Von G20 bis Unterlüß: Schlafen verboten

Am Rheinmetall-Produktionsstandort Unterlüß beginnt ab nächstem Mittwoch ein einwöchiges Protestcamp gegen Krieg und Rüstungsexporte. Wie bereits beim G20 2017 in Hamburg wollen die Behörden jedoch das Schlafen verbieten.

Ab der kommenden Woche werden Aktivist*innen in Unterlüß ein Protestcamp aufschlagen und damit gegen Krieg, Rüstungsproduktion & Rüstungsexporte demonstrieren.

Vorgestern bestätigte das Verwaltungsgericht Lüneburg die Beschlüsse vom Landkreis Celle und der Gemeinde Unterlüß, die das Schlafen auf dem Campgelände untersagen. „Das ist ein Angriff auf unser Grundrecht zu demonstrieren“, empört sich der Pressesprecher vom Bündnis „Rheinmetall entwaffnen“ Matthias Gerhard. Wenn Friedensaktivist*innen eine Woche in Unterlüß demonstrieren wollen, ist schlafen auf dem Boden der Gemeinde scheinbar zu viel verlangt. Im Gegensatz dazu stellen die Gemeinde und der Landkreis dem Waffenhersteller Rheinmetall seit über 100 Jahren Infrastruktur zu Verfügung und das Kriegsgerät wird auf den Unterlüßer Straßen transportiert.

„Wie soll das funktionieren?“ fragt Matthias Gerhard, „es ist unmöglich eine Woche lang zu demonstrieren, ohne sich auszuruhen. Es gibt also einen offensichtlichen Zusammenhang zwischen unserer Versammlung und der Notwendigkeit zu schlafen. Darum haben wir von Beginn an in unserer Veranstaltung Schlafmöglichkeiten vorgesehen. Die Behörden handeln politisch und hoffen, dass durch die Einschränkungen die Leute wegbleiben.“

Waffenproduktion ein lokales Problem?

Doch das wird nicht passieren. Die Proteste sind lange geplant und eine große Zahl an Organisationen und Personen tragen die Aktionen. Von Antimilitarist*innen über Gewerkschafter*innen, Friedensinitiativen, kurdischen Organisationen bis zu Parteien und kirchlichen Initiativen reicht die Liste der Unterstützenden. Für sie alle ist klar, dass es auch am Rheinmetall-Produktionsstandort Unterlüß Proteste geben muss, solange die Waffen von Rheinmetall in aller Welt in Kriegen töten.

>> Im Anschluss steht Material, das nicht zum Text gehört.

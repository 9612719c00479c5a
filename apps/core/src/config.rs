//! Runtime configuration.
//!
//! Values come from the process environment (optionally seeded from a `.env`
//! file by the binary). Command-line flags override them.

use serde::{Deserialize, Serialize};
use std::env;
use std::fmt;
use std::str::FromStr;
use validator::Validate;

use crate::assist::DEFAULT_MAX_SENTENCES;
use crate::error::AppError;

pub const ENV_MAX_SENTENCES: &str = "ASSIST_MAX_SENTENCES";
pub const ENV_LOG_FORMAT: &str = "ASSIST_LOG_FORMAT";
pub const ENV_LOG_LEVEL: &str = "ASSIST_LOG_LEVEL";

const DEFAULT_LOG_LEVEL: &str = "warn";

/// Output format of the tracing subscriber
#[derive(Debug, Clone, Copy, Default, PartialEq, Eq, Serialize, Deserialize)]
#[serde(rename_all = "lowercase")]
pub enum LogFormat {
    /// Human-readable lines
    #[default]
    Pretty,
    /// One JSON object per event
    Json,
    /// Bunyan-compatible JSON
    Bunyan,
}

impl fmt::Display for LogFormat {
    fn fmt(&self, f: &mut fmt::Formatter<'_>) -> fmt::Result {
        let name = match self {
            LogFormat::Pretty => "pretty",
            LogFormat::Json => "json",
            LogFormat::Bunyan => "bunyan",
        };
        write!(f, "{}", name)
    }
}

impl FromStr for LogFormat {
    type Err = AppError;

    fn from_str(s: &str) -> Result<Self, Self::Err> {
        match s.trim().to_lowercase().as_str() {
            "pretty" | "text" => Ok(LogFormat::Pretty),
            "json" => Ok(LogFormat::Json),
            "bunyan" => Ok(LogFormat::Bunyan),
            other => Err(AppError::Config(format!("Unknown log format: {}", other))),
        }
    }
}

/// Configuration for the assist binary and analyzer
#[derive(Debug, Clone, PartialEq, Eq, Serialize, Deserialize, Validate)]
pub struct AssistConfig {
    /// Default upper bound on summary sentences
    #[validate(range(min = 1))]
    pub max_sentences: usize,
    pub log_format: LogFormat,
    /// Fallback filter directive when `RUST_LOG` is not set
    #[validate(length(min = 1))]
    pub log_level: String,
}

impl Default for AssistConfig {
    fn default() -> Self {
        Self {
            max_sentences: DEFAULT_MAX_SENTENCES,
            log_format: LogFormat::default(),
            log_level: DEFAULT_LOG_LEVEL.to_string(),
        }
    }
}

impl AssistConfig {
    /// Load configuration from environment variables, falling back to defaults
    pub fn from_env() -> Result<Self, AppError> {
        let mut config = Self::default();

        if let Ok(raw) = env::var(ENV_MAX_SENTENCES) {
            config.max_sentences = raw.trim().parse::<usize>()?;
        }

        if let Ok(raw) = env::var(ENV_LOG_FORMAT) {
            config.log_format = raw.parse()?;
        }

        if let Ok(raw) = env::var(ENV_LOG_LEVEL) {
            config.log_level = raw.trim().to_string();
        }

        config
            .validate()
            .map_err(|e| AppError::Config(format!("Invalid configuration: {}", e)))?;

        Ok(config)
    }
}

Der Hinweis der Behörden, die Demonstrant*innen könnten ebenso gut auf einem gut sechs Kilometer entfernten Campingplatz unterkommen, erübrigt sich schon nach einer kurzen Nachfrage beim Betreiber. Man habe Geschäftsbeziehungen mit der Firma Rheinmetall und werde die Demonstrant*innen nicht aufnehmen – als zahlende Gäste wohlgemerkt.

Das Bündnis „Rheinmetall entwaffnen“ fragt sich grundsätzlich, wie das Verwaltungsgericht Lüneburg zu seinen Beurteilungen kommt. So bestünde zum Beispiel kein „überörtlicher Anlass“ für die Versammlung. „Wenn der Export von Waffen von einem Gericht als ein lokales Problem bewertet wird, ist dies ein Anlass mehr zu protestieren“ so der Pressesprecher.

Von den Behörden wird kooperative Klärung erwartet

Das Bündnis „Rheinmetall entwaffnen“ fordert nun ein rasches Einlenken der Behörden. Der Landkreis als Versammlungsbehörde könnte verfügen, dass die Schlafzelte wie angemeldet Teil der Versammlung sind. Wenn es tatsächlich wichtige Gründe gegen das Schlafen auf dem Dorfplatz gibt, könnten der Versammlung alternative Schlafplätze angeboten werden. So gibt es zum Beispiel neben dem Hallenbad eine Fläche für Wohnmobile, die unkompliziert nutzbar wäre.

In den letzten Jahren wurden bereits mehrfach Protestcamps verboten, beispielsweise zum G20-Gipfel in Hamburg. Im Stadtteil Entenwerder räumte die Polizei sogar ein zuvor gerichtlich genehmigtes Camp. Das Bündnis „Rheinmetall entwaffnen“ erwartet von den Behörden eine kooperative Klärung im Vorfeld.